Give the data again exactly, from its opening line through the line in which "pub fn width(&self)" appears.

#####

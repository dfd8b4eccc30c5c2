//! Inputs handed over by the upstream recognition stages.
//!
//! Field names follow the upstream JSON payload (`ocr`, `yolo`, `qwenvl`,
//! `depth`), with neutral aliases accepted as well.

use serde::{Deserialize, Serialize};

use crate::pointcloud::point::PointCloud;

/// Row-major depth raster. Rows may be ragged.
#[derive(Debug, Clone, Default, PartialEq, Serialize, Deserialize)]
#[serde(transparent)]
pub struct DepthMap {
    pub rows: Vec<Vec<f64>>,
}

impl DepthMap {
    pub fn new(rows: Vec<Vec<f64>>) -> Self {
        Self { rows }
    }

    pub fn filled(width: usize, height: usize, depth: f64) -> Self {
        Self {
            rows: vec![vec![depth; width]; height],
        }
    }

    pub fn height(&self) -> usize {
        self.rows.len()
    }

    /// Width of the first row, as the raster is assumed rectangular.
    pub fn width(&self) -> usize {
        self.rows.first().map(Vec::len).unwrap_or(0)
    }

    pub fn get(&self, row: usize, col: usize) -> Option<f64> {
        self.rows.get(row).and_then(|r| r.get(col)).copied()
    }

    pub fn is_empty(&self) -> bool {
        self.height() == 0 || self.width() == 0
    }
}

#[derive(Debug, Clone, Copy, Default, PartialEq, Serialize, Deserialize)]
pub struct SizeHint {
    #[serde(default)]
    pub w: f64,
    #[serde(default)]
    pub d: f64,
    #[serde(default)]
    pub h: f64,
}

#[derive(Debug, Clone, Copy, PartialEq, Eq, Serialize, Deserialize)]
#[serde(rename_all = "snake_case")]
pub enum VolumeRole {
    Main,
    Annex,
    Connector,
}

/// A building volume reported by the vision-language stage.
#[derive(Debug, Clone, Default, PartialEq, Serialize, Deserialize)]
pub struct Volume {
    #[serde(default)]
    pub id: Option<String>,
    #[serde(default)]
    pub name: Option<String>,
    #[serde(default)]
    pub role: Option<VolumeRole>,
    /// `[x_min, y_min, x_max, y_max]` in image pixels.
    #[serde(default, alias = "bboxPx")]
    pub bbox_px: Option<[f64; 4]>,
    /// Relative size, the largest volume being 1.0.
    #[serde(default, alias = "sizeHint")]
    pub size_hint: Option<SizeHint>,
    #[serde(default, alias = "floors")]
    pub levels: Option<u32>,
    #[serde(default)]
    pub confidence: Option<f64>,
}

#[derive(Debug, Clone, Default, PartialEq, Serialize, Deserialize)]
pub struct BuildingHint {
    #[serde(default)]
    pub name: Option<String>,
    #[serde(default)]
    pub floors: Option<u32>,
}

#[derive(Debug, Clone, Default, PartialEq, Serialize, Deserialize)]
pub struct VisionContext {
    #[serde(default, alias = "buildingCount")]
    pub building_count: Option<usize>,
    #[serde(default)]
    pub buildings: Option<Vec<BuildingHint>>,
    #[serde(default)]
    pub volumes: Option<Vec<Volume>>,
    #[serde(default, alias = "sceneType")]
    pub scene_type: Option<String>,
    #[serde(default, alias = "viewType")]
    pub view_type: Option<String>,
    #[serde(default)]
    pub confidence: Option<f64>,
}

impl VisionContext {
    pub fn with_building_count(count: usize) -> Self {
        Self {
            building_count: Some(count),
            ..Default::default()
        }
    }

    /// Expected number of buildings, resolved in order from the explicit
    /// count, the building list and the volume list. Zero counts as absent.
    pub fn expected_building_count(&self) -> Option<usize> {
        [
            self.building_count,
            self.buildings.as_ref().map(Vec::len),
            self.volumes.as_ref().map(Vec::len),
        ]
        .into_iter()
        .flatten()
        .find(|&count| count > 0)
    }

    pub fn volumes(&self) -> &[Volume] {
        self.volumes.as_deref().unwrap_or(&[])
    }
}

#[derive(Debug, Clone, Default, PartialEq, Serialize, Deserialize)]
pub struct OcrResult {
    #[serde(default)]
    pub text: Option<String>,
    #[serde(default)]
    pub confidence: Option<f64>,
}

#[derive(Debug, Clone, Default, PartialEq, Serialize, Deserialize)]
pub struct DetectedObject {
    #[serde(default)]
    pub label: Option<String>,
    #[serde(default)]
    pub confidence: Option<f64>,
}

#[derive(Debug, Clone, Default, PartialEq, Serialize, Deserialize)]
pub struct DetectionResult {
    #[serde(default)]
    pub objects: Vec<DetectedObject>,
    #[serde(default)]
    pub confidence: Option<f64>,
}

#[derive(Debug, Clone, Default, PartialEq, Deserialize)]
pub struct DepthResult {
    #[serde(default, alias = "depthMap")]
    pub depth_map: Option<DepthMap>,
    #[serde(default, alias = "pointCloud")]
    pub point_cloud: Option<PointCloud>,
    #[serde(default)]
    pub confidence: Option<f64>,
}

/// Everything one extraction call consumes.
#[derive(Debug, Clone, Default, PartialEq, Deserialize)]
pub struct SceneInput {
    #[serde(default)]
    pub ocr: OcrResult,
    #[serde(default, alias = "yolo")]
    pub detection: DetectionResult,
    #[serde(default, alias = "qwenvl")]
    pub vision: Option<VisionContext>,
    #[serde(default)]
    pub depth: DepthResult,
}

impl SceneInput {
    pub fn new(
        point_cloud: Option<PointCloud>,
        depth_map: Option<DepthMap>,
        vision: Option<VisionContext>,
    ) -> Self {
        Self {
            vision,
            depth: DepthResult {
                depth_map,
                point_cloud,
                confidence: None,
            },
            ..Default::default()
        }
    }

    pub fn from_point_cloud(point_cloud: PointCloud) -> Self {
        Self::new(Some(point_cloud), None, None)
    }

    pub fn point_cloud(&self) -> Option<&PointCloud> {
        self.depth.point_cloud.as_ref()
    }

    pub fn depth_map(&self) -> Option<&DepthMap> {
        self.depth.depth_map.as_ref()
    }

    pub fn expected_building_count(&self) -> Option<usize> {
        self.vision
            .as_ref()
            .and_then(VisionContext::expected_building_count)
    }
}
//! Façade analysis over near-vertical surfaces.

use std::collections::BTreeSet;

use pcd_core::{config::FacadeAnalysis, pointcloud::point::Point};

use crate::types::{FacadeFeatures, FacadeType, Material, WindowGrid};

pub mod placeholder;
pub mod projection;

pub use placeholder::PlaceholderFacadeAnalyzer;
pub use projection::ProjectionFacadeAnalyzer;

/// Points whose normal is further than this from horizontal are not façade.
const VERTICAL_NORMAL_LIMIT: f64 = 0.3;

#[derive(Debug, Clone, PartialEq)]
pub struct FacadePatterns {
    pub grid: Option<WindowGrid>,
    pub symmetry: f64,
    pub complexity: f64,
}

/// Finds window grids and regularity in a set of façade points.
pub trait FacadeAnalyzer: Send + Sync {
    fn analyze(&self, points: &[Point]) -> FacadePatterns;
}

pub fn analyzer_for(kind: FacadeAnalysis) -> Box<dyn FacadeAnalyzer> {
    match kind {
        FacadeAnalysis::Placeholder => Box::new(PlaceholderFacadeAnalyzer),
        FacadeAnalysis::Projection => Box::new(ProjectionFacadeAnalyzer::default()),
    }
}

/// Points lying on near-vertical surfaces. A point without a normal counts
/// as vertical.
pub fn facade_points(points: &[Point]) -> Vec<Point> {
    points
        .iter()
        .filter(|p| p.normal_z().abs() < VERTICAL_NORMAL_LIMIT)
        .copied()
        .collect()
}

pub fn classify_facade(patterns: &FacadePatterns) -> FacadeType {
    if patterns.grid.is_some_and(|grid| grid.rows > 5) {
        FacadeType::GlassCurtain
    } else if patterns.complexity > 0.7 {
        FacadeType::Decorative
    } else if patterns.symmetry > 0.8 {
        FacadeType::Modern
    } else {
        FacadeType::Standard
    }
}

pub fn infer_materials(patterns: &FacadePatterns) -> BTreeSet<Material> {
    let mut materials = BTreeSet::new();
    if patterns.grid.is_some() {
        materials.insert(Material::Glass);
    }
    if patterns.complexity < 0.3 {
        materials.insert(Material::Concrete);
    }
    if patterns.symmetry > 0.7 {
        materials.insert(Material::Metal);
    }
    materials
}

pub fn extract_facade_features(points: &[Point], analyzer: &dyn FacadeAnalyzer) -> FacadeFeatures {
    let facade = facade_points(points);
    let patterns = analyzer.analyze(&facade);
    log::debug!(
        "façade: {} of {} points vertical, grid {:?}",
        facade.len(),
        points.len(),
        patterns.grid.map(|g| (g.rows, g.cols))
    );

    FacadeFeatures {
        facade_type: classify_facade(&patterns),
        window_grid: patterns.grid,
        symmetry: Some(patterns.symmetry),
        complexity: Some(patterns.complexity),
        materials: Some(infer_materials(&patterns)),
    }
}

/// The analyzer's grid over all points, or an empty 0x0 grid.
pub fn detect_window_grid(points: &[Point], analyzer: &dyn FacadeAnalyzer) -> WindowGrid {
    analyzer.analyze(points).grid.unwrap_or_default()
}

#[cfg(test)]
mod tests {
    use super::*;
    use pcd_core::pointcloud::point::Normal;

    fn patterns(rows: Option<usize>, symmetry: f64, complexity: f64) -> FacadePatterns {
        FacadePatterns {
            grid: rows.map(|rows| WindowGrid {
                rows,
                cols: 2,
                ..Default::default()
            }),
            symmetry,
            complexity,
        }
    }

    #[test]
    fn test_facade_type_rules() {
        assert_eq!(classify_facade(&patterns(Some(6), 0.0, 0.0)), FacadeType::GlassCurtain);
        assert_eq!(classify_facade(&patterns(Some(5), 0.0, 0.8)), FacadeType::Decorative);
        assert_eq!(classify_facade(&patterns(None, 0.9, 0.5)), FacadeType::Modern);
        assert_eq!(classify_facade(&patterns(None, 0.8, 0.7)), FacadeType::Standard);
    }

    #[test]
    fn test_materials() {
        let all = infer_materials(&patterns(Some(1), 0.9, 0.1));
        assert_eq!(
            all.into_iter().collect::<Vec<_>>(),
            vec![Material::Glass, Material::Concrete, Material::Metal]
        );
        assert!(infer_materials(&patterns(None, 0.7, 0.3)).is_empty());
    }

    #[test]
    fn test_facade_points_filter() {
        let points = vec![
            Point::new(0.0, 0.0, 0.0),
            Point::new(0.0, 0.0, 0.0).with_normal(Normal::new(1.0, 0.0, 0.0)),
            Point::new(0.0, 0.0, 0.0).with_normal(Normal::new(0.0, 0.0, -1.0)),
            Point::new(0.0, 0.0, 0.0).with_normal(Normal::new(0.0, 0.7, 0.3)),
        ];
        assert_eq!(facade_points(&points).len(), 2);
    }

    #[test]
    fn test_placeholder_features() {
        let features = extract_facade_features(&[], &PlaceholderFacadeAnalyzer);

        assert_eq!(features.facade_type, FacadeType::Standard);
        assert_eq!(features.window_grid.map(|g| g.total()), Some(40));
        let materials = features.materials.unwrap();
        assert!(materials.contains(&Material::Glass));
        assert!(materials.contains(&Material::Metal));
        assert!(!materials.contains(&Material::Concrete));
    }

    #[test]
    fn test_missing_grid_is_empty() {
        let grid = detect_window_grid(&[], &ProjectionFacadeAnalyzer::default());
        assert_eq!(grid, WindowGrid::empty());
    }
}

#####

» REPLY:
repository dfd8b4eccc30c5c2
//! Inputs handed over by the upstream recognition stages.
//!
//! Field names follow the upstream JSON payload (`ocr`, `yolo`, `qwenvl`,
//! `depth`), with neutral aliases accepted as well.

use serde::{Deserialize, Serialize};

use crate::pointcloud::point::PointCloud;

/// Row-major depth raster. Rows may be ragged.
#[derive(Debug, Clone, Default, PartialEq, Serialize, Deserialize)]
#[serde(transparent)]
pub struct DepthMap {
    pub rows: Vec<Vec<f64>>,
}

impl DepthMap {
    pub fn new(rows: Vec<Vec<f64>>) -> Self {
        Self { rows }
    }

    pub fn filled(width: usize, height: usize, depth: f64) -> Self {
        Self {
            rows: vec![vec![depth; width]; height],
        }
    }

    pub fn height(&self) -> usize {
        self.rows.len()
    }

    /// Width of the first row, as the raster is assumed rectangular.
    pub fn width(&self) -> usize {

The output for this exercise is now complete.